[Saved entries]
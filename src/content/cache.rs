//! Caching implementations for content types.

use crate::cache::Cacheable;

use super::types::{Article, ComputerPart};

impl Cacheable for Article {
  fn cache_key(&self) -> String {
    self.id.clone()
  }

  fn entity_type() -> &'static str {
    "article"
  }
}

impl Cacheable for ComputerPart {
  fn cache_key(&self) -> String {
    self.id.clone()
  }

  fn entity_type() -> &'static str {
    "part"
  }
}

---

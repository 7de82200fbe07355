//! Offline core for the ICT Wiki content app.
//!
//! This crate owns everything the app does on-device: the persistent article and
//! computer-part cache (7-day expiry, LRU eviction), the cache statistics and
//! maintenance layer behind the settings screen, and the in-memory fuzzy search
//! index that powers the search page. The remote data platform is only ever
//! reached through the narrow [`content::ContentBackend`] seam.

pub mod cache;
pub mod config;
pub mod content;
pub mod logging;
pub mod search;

### WHAT TO DO
Read each line of the data and count the ones that include "ComputerPart", answering with the number alone.

### YOUR RESPONSE
2